Curvy women set the world on fire. Well, at least, a lot many think so. Curvy women are one of the nicest gifts of God Almighty. Not my line. Rather the confirmed belief of the hundreds and thousands of fashion photographers and paparazzi’s that make a living out of snatching eye-gazing, resplendently beautiful pictures of these divas.
Obviously, the world out there has a lot of curiosity about these women than what they themselves hold. Among them is an enchanting name in the realm of fashion and glamour- Kim Kardashian.
Not your average joe when it comes to being a fashionista. Not simply another hot wire left to cut and unloose either. Her gorgeousness is marked with a distinct dash of style and a stash of flair.
When she dons a swimsuit, you’re compelled to take off yours. Right? When she takes it off and poses for magazines and high-priced fashion tabloids, you’d rather not want the cameras to focus on you. And when she hits the beach, it’s you who feels liquid everywhere. How’s that for an analogy. Nothing great here, it’s but the subject. Few people can be as intriguing as they are beautiful and probably Kim Kardashian is amongst this rare lot.
At a time where she literally owns the social media world, ruling it with glitz and dazzle, there’s been a sudden change of sorts in the physicality of a diva you’d liken to the comfort one seeks in the aroma of a hot spring shower.

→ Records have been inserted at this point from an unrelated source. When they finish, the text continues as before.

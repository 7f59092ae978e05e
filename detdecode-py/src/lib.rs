//! Python bindings for the detdecode SSD detection decoder.
//!
//! Exposes the batch decoder to Python via PyO3, taking and returning numpy
//! arrays shaped like the Keras decode layer it replaces.

use numpy::{PyArray1, PyArray3, PyArrayMethods, PyReadonlyArray3, PyUntypedArrayMethods};
use pyo3::exceptions::PyValueError;
use pyo3::prelude::*;

use detdecode::{
    BoxEncoding, DecodeConfig as RustDecodeConfig, DecodeError, Decoder as RustDecoder,
};

/// Convert a DecodeError to a Python exception.
fn to_py_err(err: DecodeError) -> PyErr {
    PyValueError::new_err(err.to_string())
}

fn parse_coords(coords: &str) -> PyResult<BoxEncoding> {
    match coords.to_lowercase().as_str() {
        "centroids" => Ok(BoxEncoding::Centroids),
        "minmax" => Ok(BoxEncoding::MinMax),
        "corners" => Ok(BoxEncoding::Corners),
        _ => Err(PyValueError::new_err(
            "coords must be 'centroids', 'minmax' or 'corners'",
        )),
    }
}

/// Decoder configuration.
#[pyclass]
#[derive(Clone)]
pub struct DecodeConfig {
    inner: RustDecodeConfig,
}

#[pymethods]
impl DecodeConfig {
    /// Create a new DecodeConfig.
    ///
    /// Args:
    ///     confidence_thresh: Minimum confidence to keep a box (default: 0.01)
    ///     iou_threshold: NMS overlap cutoff (default: 0.45)
    ///     top_k: Detections per image in the output (default: 200)
    ///     nms_max_output_size: Maximum NMS survivors per image (default: 400)
    ///     coords: Anchor encoding, only "centroids" decodes (default: "centroids")
    ///     normalize_coords: Scale boxes by the image size (default: True)
    ///     img_height: Image height, required when normalizing
    ///     img_width: Image width, required when normalizing
    ///     parallel: Decode images in parallel (default: False)
    #[new]
    #[pyo3(signature = (
        confidence_thresh = 0.01,
        iou_threshold = 0.45,
        top_k = 200,
        nms_max_output_size = 400,
        coords = "centroids",
        normalize_coords = true,
        img_height = None,
        img_width = None,
        parallel = false
    ))]
    #[allow(clippy::too_many_arguments)]
    fn new(
        confidence_thresh: f32,
        iou_threshold: f32,
        top_k: usize,
        nms_max_output_size: usize,
        coords: &str,
        normalize_coords: bool,
        img_height: Option<f32>,
        img_width: Option<f32>,
        parallel: bool,
    ) -> PyResult<Self> {
        let inner = RustDecodeConfig {
            confidence_thresh,
            iou_threshold,
            top_k,
            nms_max_output_size,
            coords: parse_coords(coords)?,
            normalize_coords,
            img_height,
            img_width,
            parallel,
        };
        inner.validate().map_err(to_py_err)?;
        Ok(Self { inner })
    }

    /// Validate the configuration.
    fn validate(&self) -> PyResult<()> {
        self.inner.validate().map_err(to_py_err)
    }

    #[getter]
    fn top_k(&self) -> usize {
        self.inner.top_k
    }

    fn __repr__(&self) -> String {
        format!(
            "DecodeConfig(confidence_thresh={}, iou_threshold={}, top_k={}, nms_max_output_size={}, coords='{}', normalize_coords={}, img_height={:?}, img_width={:?}, parallel={})",
            self.inner.confidence_thresh,
            self.inner.iou_threshold,
            self.inner.top_k,
            self.inner.nms_max_output_size,
            self.inner.coords.as_str(),
            self.inner.normalize_coords,
            self.inner.img_height,
            self.inner.img_width,
            self.inner.parallel
        )
    }
}

/// Batch decoder turning raw predictions into fixed-size detection lists.
#[pyclass]
pub struct Decoder {
    inner: RustDecoder,
}

impl Decoder {
    fn run<'py>(
        &self,
        py: Python<'py>,
        y_pred: PyReadonlyArray3<'py, f32>,
    ) -> PyResult<Bound<'py, PyArray3<f32>>> {
        let shape = y_pred.shape();
        let (batch, n_boxes, channels) = (shape[0], shape[1], shape[2]);
        let data = y_pred.as_slice()?;

        let out = self
            .inner
            .decode_flat(data, batch, n_boxes, channels)
            .map_err(to_py_err)?;
        let [batch, top_k, fields] = out.shape();
        PyArray1::from_vec(py, out.to_tensor()).reshape([batch, top_k, fields])
    }
}

#[pymethods]
impl Decoder {
    /// Create a decoder.
    ///
    /// Args:
    ///     config: DecodeConfig (default: DecodeConfig(), which requires
    ///         img_height and img_width)
    #[new]
    #[pyo3(signature = (config = None))]
    fn new(config: Option<DecodeConfig>) -> PyResult<Self> {
        let cfg = config.map(|c| c.inner).unwrap_or_default();
        let inner = RustDecoder::new(cfg).map_err(to_py_err)?;
        Ok(Self { inner })
    }

    /// Decode a batch of raw predictions.
    ///
    /// Args:
    ///     y_pred: float32 array shaped (batch, n_boxes, n_classes + 12)
    ///
    /// Returns:
    ///     float32 array shaped (batch, top_k, 6) with rows
    ///     [class_id, confidence, xmin, ymin, xmax, ymax]
    fn decode<'py>(
        &self,
        py: Python<'py>,
        y_pred: PyReadonlyArray3<'py, f32>,
    ) -> PyResult<Bound<'py, PyArray3<f32>>> {
        self.run(py, y_pred)
    }

    /// Output shape for an input shape (batch, n_boxes, channels).
    fn output_shape(&self, input_shape: (usize, usize, usize)) -> (usize, usize, usize) {
        let [batch, top_k, fields] = self
            .inner
            .output_shape([input_shape.0, input_shape.1, input_shape.2]);
        (batch, top_k, fields)
    }

    #[getter]
    fn config(&self) -> DecodeConfig {
        DecodeConfig {
            inner: self.inner.config().clone(),
        }
    }

    fn __repr__(&self) -> String {
        format!("Decoder(top_k={})", self.inner.config().top_k)
    }
}

/// Convenience function decoding a batch in a single call.
///
/// For repeated calls with the same settings, build a Decoder once.
///
/// Args:
///     y_pred: float32 array shaped (batch, n_boxes, n_classes + 12)
///     img_height: Image height used to scale boxes
///     img_width: Image width used to scale boxes
///     confidence_thresh: Minimum confidence to keep a box (default: 0.01)
///     iou_threshold: NMS overlap cutoff (default: 0.45)
///     top_k: Detections per image (default: 200)
///
/// Returns:
///     float32 array shaped (batch, top_k, 6)
#[pyfunction]
#[pyo3(signature = (
    y_pred,
    img_height,
    img_width,
    confidence_thresh = 0.01,
    iou_threshold = 0.45,
    top_k = 200
))]
fn decode_detections<'py>(
    py: Python<'py>,
    y_pred: PyReadonlyArray3<'py, f32>,
    img_height: f32,
    img_width: f32,
    confidence_thresh: f32,
    iou_threshold: f32,
    top_k: usize,
) -> PyResult<Bound<'py, PyArray3<f32>>> {
    let cfg = RustDecodeConfig {
        confidence_thresh,
        iou_threshold,
        top_k,
        ..RustDecodeConfig::for_image(img_height, img_width)
    };
    let decoder = Decoder {
        inner: RustDecoder::new(cfg).map_err(to_py_err)?,
    };
    decoder.run(py, y_pred)
}

/// Python module for detdecode.
#[pymodule]
fn _detdecode(m: &Bound<'_, PyModule>) -> PyResult<()> {
    m.add_class::<DecodeConfig>()?;
    m.add_class::<Decoder>()?;
    m.add_function(wrap_pyfunction!(decode_detections, m)?)?;

    m.add("__version__", env!("CARGO_PKG_VERSION"))?;

    Ok(())
}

So here’s what’s the most interesting talking point in the Kim Kardashian universe- where latex, satin sheets, sex toys, botched up videos, a penchant for materialistic attributes in life such as expensive fragrances, ultra-luxury apartments, flamboyant accessories and cuddly bikinis that attribute a homage to skin-bearing- are but a normal, everyday scenario.
Well, apparently, Kim Kardashian has lost an awful amount of weight. We won’t engage in needless verbatims dedicated to the shallow physicality of the gorgeous woman. But, that told, suffices to say that imagining Kim minus her svelte curves, as are the dramatic rims on the wheels of a sports car could be likened to seeing an elephant without a trunk.
It just doesn’t bloody make sense. Does it?
But there we have it. Perhaps, it seems that the weight-loss bug has bitten Ms Kim Kardashian- not the best fan of Ray Jay, it can be told- at the wrong place. It’s the brain, of course, perhaps, it works too.
And the following are some of the rather dramatic pictures that have, at least in the foreign media been compared to the imagery of a Barbie Doll. Can you dig that?
So when’s Kim going to be back in her customary, oomph-inducing, body-hugging, curvaceous avatar- we don’t know yet. But what can be said, for certain, is that maybe for the times to come, we may see a body built on the painfully-correct, the gym-honed regimen of spending hours and hours together amid mechanical constructs. And whether you like it one bit or not- is not Kim Kardashian’s concern, one bit.
And that’s the way the cookie crumbles.